Chapter 10
Biogeography of pelagic habitats
Throughout the history of biology, ideas of broad scope have been derived from
studies of the distribution patterns of organisms upon the Earth. Darwin and Wallace
were biogeographers, and many evolutionary mechanisms have been discovered
through comparison of the distributions of closely related species and of subspecies.

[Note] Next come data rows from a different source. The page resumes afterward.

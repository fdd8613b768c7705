use serde::{Deserialize, Serialize};

/// Сжатая форма сигнала (переменный размер).
///
/// `packed` хранит производную формы в виде литералов и серий
/// `value value count`; после распаковки получается ровно `num_samples`
/// выборок.
#[derive(Debug, Clone, PartialEq, Default, Serialize, Deserialize)]
pub struct CompressedShape {
    /// Упакованный поток производной
    pub packed: Vec<f32>,
    /// Объявленное количество выборок после распаковки
    pub num_samples: usize,
}

impl CompressedShape {
    pub fn new(
        packed: Vec<f32>,
        num_samples: usize,
    ) -> Self {
        Self {
            packed,
            num_samples,
        }
    }
}
/// Длительность исполнения блока.
///
/// Максимум по каналам: длина огибающей RF, `10 × длина формы + задержка`
/// для градиента произвольной формы, полная длительность трапеции, окно
/// АЦП и длительность триггера. До версии 1.2.0 задержка блока
/// прибавляется к результату, начиная с 1.2.0 перекрывается с ним.
///
/// Переполнение `i64` даёт [`SeqError::DurationOverflow`].
pub fn block_duration(
    block: &MaterializedBlock,
    shapes: &ShapeLibrary,
    version: &SeqVersion,
) -> SeqResult<i64> {
    let overflow = || SeqError::DurationOverflow { block: block.index };
    let mut duration = 0i64;

    if let Some(rf) = &block.rf {
        let samples =
            i64::try_from(shapes.num_samples(rf.mag_shape)?).map_err(|_| overflow())?;
        duration = duration.max(samples);
    }

    for grad in block.grad.iter().flatten() {
        let candidate = match grad {
            GradEvent::Arbitrary(g) => i64::try_from(shapes.num_samples(g.shape)?)
                .ok()
                .and_then(|n| n.checked_mul(GRAD_RASTER_FACTOR))
                .and_then(|t| t.checked_add(g.delay)),
            GradEvent::Trapezoid(t) => t.total_time(),
        };
        duration = duration.max(candidate.ok_or_else(overflow)?);
    }

    if let Some(adc) = &block.adc {
        duration = duration.max(adc.total_time().ok_or_else(overflow)?);
    }

    if let Some(ControlEvent::Trigger(t)) = &block.control {
        duration = duration.max(t.duration);
    }

    if version.delay_overlaps() {
        Ok(duration.max(block.delay))
    } else {
        duration.checked_add(block.delay).ok_or_else(overflow)
    }
}
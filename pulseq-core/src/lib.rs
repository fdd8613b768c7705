//! Загрузчик внешних последовательностей Pulseq
//!
//! Читает текстовое описание MRI-последовательности (формы, библиотеки
//! событий, таблицу блоков) и по запросу собирает конкретные блоки:
//! разыменовывает события, распаковывает формы, вычисляет длительность и
//! ограничивает выборки.
//!
//! # Быстрый старт
//!
//! ```no_run
//! use pulseq_core::ExternalSequence;
//!
//! let seq = ExternalSequence::load("scan/external.seq")?;
//! println!("version {}, {} blocks", seq.version(), seq.num_blocks());
//!
//! let (block, clamped) = seq.decoded_block(0)?;
//! println!("duration {} ({} samples clamped)", block.duration, clamped.total());
//! # Ok::<(), Box<dyn std::error::Error>>(())
//! ```

pub mod blocks;
pub mod config;
pub mod definitions;
pub mod diagnostics;
pub mod format;
pub mod library;
pub mod materialize;
pub mod sequence;
pub mod shapes;
pub mod text;
pub mod version;

pub use blocks::*;
pub use config::*;
pub use definitions::*;
pub use diagnostics::*;
pub use format::*;
pub use library::*;
pub use materialize::*;
pub use sequence::*;
pub use shapes::*;
pub use version::*;

/// Версия библиотеки.
pub const VERSION: &str = env!("CARGO_PKG_VERSION");
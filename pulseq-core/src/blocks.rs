use std::io::{BufRead, Seek};

use pulseq_types::{
    DiagnosticSink, EventIds, EventSlot, MessageLevel, SeqError, SeqResult, NUM_EVENTS,
};

use crate::{
    format::SECTION_BLOCKS,
    library::EventLibraries,
    text::{Fields, LineReader},
    SectionIndex,
};

/// Минимальное число полей строки блока: номер и 7 слотов.
pub const BLOCK_FIELDS: usize = NUM_EVENTS + 1;

/// Таблица блоков в порядке чтения.
///
/// Номер блока из файла сохраняется, но место в таблице определяется
/// только физическим порядком строк.
#[derive(Debug, Clone, Default)]
pub struct BlockTable {
    rows: Vec<EventIds>,
    declared: Vec<i64>,
}

impl BlockTable {
    /// Читает `[BLOCKS]` и проверяет каждую ненулевую ссылку по библиотекам.
    ///
    /// Первая висячая ссылка прерывает разбор: частичная таблица не
    /// возвращается.
    pub fn parse<R: BufRead + Seek>(
        reader: &mut LineReader<R>,
        index: &SectionIndex,
        libs: &EventLibraries,
        warn_on_index_mismatch: bool,
        sink: &dyn DiagnosticSink,
    ) -> SeqResult<Self> {
        if !index.seek(reader, SECTION_BLOCKS)? {
            return Err(SeqError::MissingSection(SECTION_BLOCKS.to_string()));
        }

        let mut table = Self::default();

        while let Some(line) = reader.read_record()? {
            let fields = Fields::split(SECTION_BLOCKS, &line);
            fields.expect_at_least(BLOCK_FIELDS)?;

            let declared = fields.int(0, "block index")?;

            let mut ids = [0u32; NUM_EVENTS];
            for (i, (slot, id)) in EventSlot::ALL.iter().zip(ids.iter_mut()).enumerate() {
                *id = fields.id(i + 1, &slot.to_string())?;
            }
            let ids = EventIds::from_array(ids);

            let position = table.rows.len();

            if fields.len() > BLOCK_FIELDS {
                sink.emit(
                    MessageLevel::DebugLow,
                    &format!(
                        "block {declared}: ignoring {} extra fields",
                        fields.len() - BLOCK_FIELDS
                    ),
                );
            }

            if warn_on_index_mismatch && declared != position as i64 + 1 {
                sink.emit(
                    MessageLevel::Warning,
                    &format!(
                        "block at position {} declares index {declared}; using read order",
                        position + 1
                    ),
                );
            }

            if let Some((slot, id)) = ids.present().find(|&(slot, id)| !libs.contains(slot, id)) {
                return Err(SeqError::Reference {
                    block: position,
                    declared_index: declared,
                    slot,
                    id,
                });
            }

            table.rows.push(ids);
            table.declared.push(declared);
        }

        sink.emit(
            MessageLevel::DebugHigh,
            &format!("-- BLOCKS READ: {}", table.len()),
        );

        Ok(table)
    }

    pub fn get(
        &self,
        index: usize,
    ) -> Option<&EventIds> {
        self.rows.get(index)
    }

    /// Номер блока, записанный в файле.
    pub fn declared_index(
        &self,
        index: usize,
    ) -> Option<i64> {
        self.declared.get(index).copied()
    }

    pub fn push(
        &mut self,
        declared: i64,
        ids: EventIds,
    ) {
        self.rows.push(ids);
        self.declared.push(declared);
    }

    pub fn len(&self) -> usize {
        self.rows.len()
    }

    pub fn is_empty(&self) -> bool {
        self.rows.is_empty()
    }

    pub fn iter(&self) -> impl Iterator<Item = &EventIds> {
        self.rows.iter()
    }
}
pub mod line;
pub mod scan;

pub use line::*;
pub use scan::*;
use std::str::FromStr;

use pulseq_types::{SeqError, SeqResult};

/// Поля одной записи, разделённые пробелами.
///
/// Каждая ошибка разбора указывает секцию и исходную строку.
pub struct Fields<'a> {
    section: &'a str,
    line: &'a str,
    tokens: Vec<&'a str>,
}

impl<'a> Fields<'a> {
    pub fn split(
        section: &'a str,
        line: &'a str,
    ) -> Self {
        Self {
            section,
            line,
            tokens: line.split_whitespace().collect(),
        }
    }

    pub fn len(&self) -> usize {
        self.tokens.len()
    }

    pub fn is_empty(&self) -> bool {
        self.tokens.is_empty()
    }

    pub fn line(&self) -> &'a str {
        self.line
    }

    pub fn get(
        &self,
        i: usize,
    ) -> Option<&'a str> {
        self.tokens.get(i).copied()
    }

    /// Запись должна содержать ровно `n` полей.
    pub fn expect_exact(
        &self,
        n: usize,
    ) -> SeqResult<()> {
        if self.tokens.len() != n {
            return Err(self.error(format!(
                "expected {n} fields, found {}",
                self.tokens.len()
            )));
        }

        Ok(())
    }

    /// Запись должна содержать не менее `n` полей.
    pub fn expect_at_least(
        &self,
        n: usize,
    ) -> SeqResult<()> {
        if self.tokens.len() < n {
            return Err(self.error(format!(
                "expected at least {n} fields, found {}",
                self.tokens.len()
            )));
        }

        Ok(())
    }

    pub fn parse<T: FromStr>(
        &self,
        i: usize,
        what: &str,
    ) -> SeqResult<T> {
        let token = self
            .get(i)
            .ok_or_else(|| self.error(format!("missing field '{what}'")))?;

        token
            .parse::<T>()
            .map_err(|_| self.error(format!("failed to decode '{what}' from '{token}'")))
    }

    pub fn int(
        &self,
        i: usize,
        what: &str,
    ) -> SeqResult<i64> {
        self.parse::<i64>(i, what)
    }

    pub fn float(
        &self,
        i: usize,
        what: &str,
    ) -> SeqResult<f32> {
        self.parse::<f32>(i, what)
    }

    pub fn double(
        &self,
        i: usize,
        what: &str,
    ) -> SeqResult<f64> {
        self.parse::<f64>(i, what)
    }

    /// Идентификатор события или формы: целое, не отрицательное.
    pub fn id(
        &self,
        i: usize,
        what: &str,
    ) -> SeqResult<u32> {
        let value = self.int(i, what)?;

        if value < 0 {
            return Err(SeqError::NegativeId {
                section: self.section.to_string(),
                line: self.line.to_string(),
            });
        }

        u32::try_from(value).map_err(|_| self.error(format!("'{what}' {value} is out of range")))
    }

    pub fn error<M: Into<String>>(
        &self,
        message: M,
    ) -> SeqError {
        SeqError::format(self.section, self.line, message)
    }
}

Because of this record of success for biogeography, biological oceanographers have
determined distributional patterns for a modest fraction of the oceanic biota,
particularly epipelagic zooplankton. As expected, the patterns suggest hypotheses
about the history and ecology of the sea. Some hypotheses have been tested by
examination of ancient patterns of distribution preserved in ocean sediments.
What is a “Species”?
(^) The basic unit in the study of distribution is the species. The notion of species has a
long – and sometimes contentious – history that cannot be reviewed here. At present,
several species concepts are in use. There is the “biological species” concept: a
species is an interbreeding, or potentially interbreeding (if individuals could be moved
over some barrier to mate), population of organisms. They are sufficiently similar to
be inter-fertile. In the cases of Homo sapiens and other domestic animals, we have a
great deal of direct experimentation with the question of inter-fertility. We have tried
most of the possible crosses, and we know which work and which do not. However,
for the typical marine animal or alga this experience is missing. We don’t know which
deep-sea fishes would be successful at mating, if they tried it. We have no operational
way to decide which variation is intraspecific and which interspecific according to the
biological species definition. The typical plankton or benthos sample is a jar of dead
bodies. It contains no information about inter-fertility. In this case, a species,
sometimes called a “morpheme”, is a group of organisms that share a great many
characteristics, usually aspects of body form. Morphemes are separated by gaps in a
continuum of degree of overall similarity. The degree of alikeness can be evaluated by
sophisticated numerical techniques or by the common sense of experienced
systematists. It is actually “species” described in the latter, somewhat subjective,
mode that make up the vast majority of those we recognize. As an old saw goes, “a
species is whatever a competent, recognized systematist says it is”.